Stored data
·····
//! Session run history

use chrono::{DateTime, Utc};
use rusqlite::{params, Connection, Row};
use serde::{Deserialize, Serialize};
use std::sync::{Arc, Mutex};

use super::lock;
use crate::error::{TradingError, TradingResult};

#[derive(Debug, Clone, Copy, PartialEq, Eq, Serialize, Deserialize)]
pub enum RunStatus {
    Running,
    /// Stopped by the operator
    Stopped,
    /// Stopped by the volatility guard or a lost stream
    Halted,
    /// Never reached running, or died on a fatal error
    Failed,
}

impl RunStatus {
    pub fn to_string(&self) -> &'static str {
        match self {
            RunStatus::Running => "RUNNING",
            RunStatus::Stopped => "STOPPED",
            RunStatus::Halted => "HALTED",
            RunStatus::Failed => "FAILED",
        }
    }

    pub fn from_string(s: &str) -> Self {
        match s {
            "STOPPED" => RunStatus::Stopped,
            "HALTED" => RunStatus::Halted,
            "FAILED" => RunStatus::Failed,
            _ => RunStatus::Running,
        }
    }
}

#[derive(Debug, Clone, PartialEq, Serialize, Deserialize)]
pub struct SessionRun {
    pub id: String,
    pub pair: String,
    /// Session config as JSON
    pub config: String,
    pub started_at: DateTime<Utc>,
    pub ended_at: Option<DateTime<Utc>>,
    pub status: RunStatus,
    pub error_message: Option<String>,
}

impl SessionRun {
    pub fn new(id: impl Into<String>, pair: impl Into<String>, config: String, started_at: DateTime<Utc>) -> Self {
        SessionRun {
            id: id.into(),
            pair: pair.into(),
            config,
            started_at,
            ended_at: None,
            status: RunStatus::Running,
            error_message: None,
        }
    }

    fn from_row(row: &Row) -> rusqlite::Result<Self> {
        Ok(SessionRun {
            id: row.get(0)?,
            pair: row.get(1)?,
            config: row.get(2)?,
            started_at: parse_ts(row, 3)?,
            ended_at: match row.get::<_, Option<String>>(4)? {
                Some(_) => Some(parse_ts(row, 4)?),
                None => None,
            },
            status: RunStatus::from_string(&row.get::<_, String>(5)?),
            error_message: row.get(6)?,
        })
    }
}

fn parse_ts(row: &Row, idx: usize) -> rusqlite::Result<DateTime<Utc>> {
    let text: String = row.get(idx)?;
    DateTime::parse_from_rfc3339(&text)
        .map(|dt| dt.with_timezone(&Utc))
        .map_err(|e| rusqlite::Error::FromSqlConversionFailure(idx, rusqlite::types::Type::Text, Box::new(e)))
}

pub trait SessionRunStore: Send + Sync {
    fn record_start(&self, run: &SessionRun) -> TradingResult<()>;

    /// Update the config of a running session after `update`
    fn record_config(&self, id: &str, config: &str) -> TradingResult<()>;

    fn record_end(
        &self,
        id: &str,
        status: RunStatus,
        ended_at: DateTime<Utc>,
        error: Option<&str>,
    ) -> TradingResult<()>;

    /// Most recent first
    fn list_recent(&self, limit: usize) -> TradingResult<Vec<SessionRun>>;
}

#[derive(Clone)]
pub struct SqliteSessionRunStore {
    conn: Arc<Mutex<Connection>>,
}

impl SqliteSessionRunStore {
    pub fn new(conn: Arc<Mutex<Connection>>) -> Self {
        Self { conn }
    }
}

impl SessionRunStore for SqliteSessionRunStore {
    fn record_start(&self, run: &SessionRun) -> TradingResult<()> {
        let conn = lock(&self.conn)?;
        conn.execute(
            "INSERT INTO session_runs (id, pair, config, started_at, ended_at, status, error_message)
             VALUES (?1, ?2, ?3, ?4, ?5, ?6, ?7)",
            params![
                run.id,
                run.pair,
                run.config,
                run.started_at.to_rfc3339(),
                run.ended_at.map(|t| t.to_rfc3339()),
                run.status.to_string(),
                run.error_message,
            ],
        )?;
        Ok(())
    }

    fn record_config(&self, id: &str, config: &str) -> TradingResult<()> {
        let conn = lock(&self.conn)?;
        conn.execute("UPDATE session_runs SET config = ?1 WHERE id = ?2", params![config, id])?;
        Ok(())
    }

    fn record_end(
        &self,
        id: &str,
        status: RunStatus,
        ended_at: DateTime<Utc>,
        error: Option<&str>,
    ) -> TradingResult<()> {
        let conn = lock(&self.conn)?;
        let changed = conn.execute(
            "UPDATE session_runs SET ended_at = ?1, status = ?2, error_message = ?3 WHERE id = ?4",
            params![ended_at.to_rfc3339(), status.to_string(), error, id],
        )?;
        if changed == 0 {
            return Err(TradingError::DatabaseQuery(format!("session run {} not found", id)));
        }
        Ok(())
    }

    fn list_recent(&self, limit: usize) -> TradingResult<Vec<SessionRun>> {
        let conn = lock(&self.conn)?;
        let mut stmt = conn.prepare(
            "SELECT id, pair, config, started_at, ended_at, status, error_message
             FROM session_runs ORDER BY started_at DESC LIMIT ?1",
        )?;
        let rows = stmt.query_map(params![limit as i64], |row| SessionRun::from_row(row))?;
        rows.collect::<rusqlite::Result<Vec<_>>>()
            .map_err(TradingError::from)
    }
}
·····
> **ACTION ITEM**
Transcribe the records above with every character unchanged.

> **ANSWER BOX**
//! Session run history

use chrono::{DateTime, Utc};
use rusqlite::{params, Connection, Row};
use serde::{Deserialize, Serialize};
use std::sync::{Arc, Mutex};

use super::lock;
use crate::error::{TradingError, TradingResult};

#[derive(Debug, Clone, Copy, PartialEq, Eq, Serialize, Deserialize)]
pub enum RunStatus {
    Running,
    /// Stopped by the operator
    Stopped,
    /// Stopped by the volatility guard or a lost stream
    Halted,
    /// Never reached running, or died on a fatal error
    Failed,
}

impl RunStatus {
    pub fn to_string(&self) -> &'static str {
        match self {
            RunStatus::Running => "RUNNING",
            RunStatus::Stopped => "STOPPED",
            RunStatus::Halted => "HALTED",
            RunStatus::Failed => "FAILED",
        }
    }

    pub fn from_string(s: &str) -> Self {
        match s {
            "STOPPED" => RunStatus::Stopped,
            "HALTED" => RunStatus::Halted,
            "FAILED" => RunStatus::Failed,
            _ => RunStatus::Running,
        }
    }
}

#[derive(Debug, Clone, PartialEq, Serialize, Deserialize)]
pub struct SessionRun {
    pub id: String,
    pub pair: String,
    /// Session config as JSON
    pub config: String,
    pub started_at: DateTime<Utc>,
    pub ended_at: Option<DateTime<Utc>>,
    pub status: RunStatus,
    pub error_message: Option<String>,
}

impl SessionRun {
    pub fn new(id: impl Into<String>, pair: impl Into<String>, config: String, started_at: DateTime<Utc>) -> Self {
        SessionRun {
            id: id.into(),
            pair: pair.into(),
            config,
            started_at,
            ended_at: None,
            status: RunStatus::Running,
            error_message: None,
        }
    }

    fn from_row(row: &Row) -> rusqlite::Result<Self> {
        Ok(SessionRun {
            id: row.get(0)?,
            pair: row.get(1)?,
            config: row.get(2)?,
            started_at: parse_ts(row, 3)?,
            ended_at: match row.get::<_, Option<String>>(4)? {
                Some(_) => Some(parse_ts(row, 4)?),
                None => None,
            },
            status: RunStatus::from_string(&row.get::<_, String>(5)?),
            error_message: row.get(6)?,
        })
    }
}

fn parse_ts(row: &Row, idx: usize) -> rusqlite::Result<DateTime<Utc>> {
    let text: String = row.get(idx)?;
    DateTime::parse_from_rfc3339(&text)
        .map(|dt| dt.with_timezone(&Utc))
        .map_err(|e| rusqlite::Error::FromSqlConversionFailure(idx, rusqlite::types::Type::Text, Box::new(e)))
}

pub trait SessionRunStore: Send + Sync {
    fn record_start(&self, run: &SessionRun) -> TradingResult<()>;

    /// Update the config of a running session after `update`
    fn record_config(&self, id: &str, config: &str) -> TradingResult<()>;

    fn record_end(
        &self,
        id: &str,
        status: RunStatus,
        ended_at: DateTime<Utc>,
        error: Option<&str>,
    ) -> TradingResult<()>;

    /// Most recent first
    fn list_recent(&self, limit: usize) -> TradingResult<Vec<SessionRun>>;
}

#[derive(Clone)]
pub struct SqliteSessionRunStore {
    conn: Arc<Mutex<Connection>>,
}

impl SqliteSessionRunStore {
    pub fn new(conn: Arc<Mutex<Connection>>) -> Self {
        Self { conn }
    }
}

impl SessionRunStore for SqliteSessionRunStore {
    fn record_start(&self, run: &SessionRun) -> TradingResult<()> {
        let conn = lock(&self.conn)?;
        conn.execute(
            "INSERT INTO session_runs (id, pair, config, started_at, ended_at, status, error_message)
             VALUES (?1, ?2, ?3, ?4, ?5, ?6, ?7)",
            params![
                run.id,
                run.pair,
                run.config,
                run.started_at.to_rfc3339(),
                run.ended_at.map(|t| t.to_rfc3339()),
                run.status.to_string(),
                run.error_message,
            ],
        )?;
        Ok(())
    }

    fn record_config(&self, id: &str, config: &str) -> TradingResult<()> {
        let conn = lock(&self.conn)?;
        conn.execute("UPDATE session_runs SET config = ?1 WHERE id = ?2", params![config, id])?;
        Ok(())
    }

    fn record_end(
        &self,
        id: &str,
        status: RunStatus,
        ended_at: DateTime<Utc>,
        error: Option<&str>,
    ) -> TradingResult<()> {
        let conn = lock(&self.conn)?;
        let changed = conn.execute(
            "UPDATE session_runs SET ended_at = ?1, status = ?2, error_message = ?3 WHERE id = ?4",
            params![ended_at.to_rfc3339(), status.to_string(), error, id],
        )?;
        if changed == 0 {
            return Err(TradingError::DatabaseQuery(format!("session run {} not found", id)));
        }
        Ok(())
    }

    fn list_recent(&self, limit: usize) -> TradingResult<Vec<SessionRun>> {
        let conn = lock(&self.conn)?;
        let mut stmt = conn.prepare(
            "SELECT id, pair, config, started_at, ended_at, status, error_message
             FROM session_runs ORDER BY started_at DESC LIMIT ?1",
        )?;
        let rows = stmt.query_map(params![limit as i64], |row| SessionRun::from_row(row))?;
        rows.collect::<rusqlite::Result<Vec<_>>>()
            .map_err(TradingError::from)
    }
}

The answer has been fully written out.